→ Task description
A single number is expected: the count of lines below where the word "type" occurs.

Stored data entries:
^^^^^^^^^^^^^^^^

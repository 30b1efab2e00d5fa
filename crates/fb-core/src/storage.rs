//! Persisted wire format and the key-value store seam.
//!
//! The builder writes its field list under [`FIELDS_KEY`]; the form renderer
//! reads it back and writes answers under [`SUBMISSION_KEY`]. Geometry is a
//! builder concern and is not part of the persisted record.

use crate::id::FieldId;
use crate::model::{FieldValue, FormField, Options};
use crate::registry::FieldKind;
use serde::{Deserialize, Serialize};
use std::collections::{BTreeMap, HashMap};

/// Storage key of the serialized field list.
pub const FIELDS_KEY: &str = "fieldsData";
/// Storage key of the last form submission.
pub const SUBMISSION_KEY: &str = "submitedForm";

#[derive(Debug, thiserror::Error)]
pub enum StorageError {
    #[error("storage is not available")]
    Unavailable,
    #[error("storage quota exceeded")]
    QuotaExceeded,
    #[error("storage backend error: {0}")]
    Backend(String),
    #[error("malformed `{key}` payload: {source}")]
    Malformed {
        key: &'static str,
        #[source]
        source: serde_json::Error,
    },
    #[error("failed to encode `{key}`: {source}")]
    Encode {
        key: &'static str,
        #[source]
        source: serde_json::Error,
    },
}

/// A string key-value store, modelled on the browser's `Storage` interface.
pub trait KeyValueStore {
    fn get_item(&self, key: &str) -> Result<Option<String>, StorageError>;
    fn set_item(&mut self, key: &str, value: &str) -> Result<(), StorageError>;
}

/// In-memory store for native use and tests.
#[derive(Debug, Clone, Default)]
pub struct MemoryStore {
    items: HashMap<String, String>,
}

impl MemoryStore {
    pub fn new() -> Self {
        Self::default()
    }
}

impl KeyValueStore for MemoryStore {
    fn get_item(&self, key: &str) -> Result<Option<String>, StorageError> {
        Ok(self.items.get(key).cloned())
    }

    fn set_item(&mut self, key: &str, value: &str) -> Result<(), StorageError> {
        self.items.insert(key.to_string(), value.to_string());
        Ok(())
    }
}

// ─── Field list ──────────────────────────────────────────────────────────

/// One persisted field: `{ id, type, label, required, placeholder, options, value }`.
#[derive(Debug, Clone, PartialEq, Serialize, Deserialize)]
pub struct FieldRecord {
    pub id: FieldId,
    #[serde(rename = "type")]
    pub kind: FieldKind,
    #[serde(default)]
    pub label: String,
    #[serde(default)]
    pub required: bool,
    #[serde(default)]
    pub placeholder: String,
    #[serde(default)]
    pub options: Options,
    #[serde(default, skip_serializing_if = "Option::is_none")]
    pub value: Option<FieldValue>,
}

impl From<&FormField> for FieldRecord {
    fn from(field: &FormField) -> Self {
        Self {
            id: field.id,
            kind: field.kind.clone(),
            label: field.label.clone(),
            required: field.required,
            placeholder: field.placeholder.clone(),
            options: field.options.clone(),
            value: field.value.clone(),
        }
    }
}

/// Serialize the builder's field list under [`FIELDS_KEY`].
pub fn save_fields<S: KeyValueStore + ?Sized>(
    store: &mut S,
    fields: &[FormField],
) -> Result<(), StorageError> {
    let records: Vec<FieldRecord> = fields.iter().map(FieldRecord::from).collect();
    let json = serde_json::to_string(&records).map_err(|source| StorageError::Encode {
        key: FIELDS_KEY,
        source,
    })?;
    store.set_item(FIELDS_KEY, &json)?;
    log::debug!("saved {} field(s) to `{FIELDS_KEY}`", records.len());
    Ok(())
}

/// Read the stored field list. An absent key is an empty list; a payload
/// that does not parse is an error.
pub fn read_fields<S: KeyValueStore + ?Sized>(store: &S) -> Result<Vec<FieldRecord>, StorageError> {
    let Some(json) = store.get_item(FIELDS_KEY)? else {
        return Ok(Vec::new());
    };
    let mut records: Vec<FieldRecord> =
        serde_json::from_str(&json).map_err(|source| StorageError::Malformed {
            key: FIELDS_KEY,
            source,
        })?;
    for record in &mut records {
        record.value = record.value.take().map(|v| v.keyed_to(&record.kind));
    }
    Ok(records)
}

/// Like [`read_fields`], but any failure degrades to an empty list.
pub fn load_fields<S: KeyValueStore + ?Sized>(store: &S) -> Vec<FieldRecord> {
    read_fields(store).unwrap_or_else(|e| {
        log::warn!("ignoring stored fields: {e}");
        Vec::new()
    })
}

// ─── Submissions ─────────────────────────────────────────────────────────

/// A form submission snapshot: `{ "data": { <fieldId>: value } }`.
#[derive(Debug, Clone, PartialEq, Default, Serialize, Deserialize)]
pub struct Submission {
    pub data: BTreeMap<String, FieldValue>,
}

/// Write a submission under [`SUBMISSION_KEY`], replacing any previous one.
pub fn write_submission<S: KeyValueStore + ?Sized>(
    store: &mut S,
    submission: &Submission,
) -> Result<(), StorageError> {
    let json = serde_json::to_string(submission).map_err(|source| StorageError::Encode {
        key: SUBMISSION_KEY,
        source,
    })?;
    store.set_item(SUBMISSION_KEY, &json)
}

/// Read back the last submission, if any.
pub fn read_submission<S: KeyValueStore + ?Sized>(
    store: &S,
) -> Result<Option<Submission>, StorageError> {
    store
        .get_item(SUBMISSION_KEY)?
        .map(|json| {
            serde_json::from_str(&json).map_err(|source| StorageError::Malformed {
                key: SUBMISSION_KEY,
                source,
            })
        })
        .transpose()
}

^^^^^^^^^^^^^^^^

→ Solved problem
2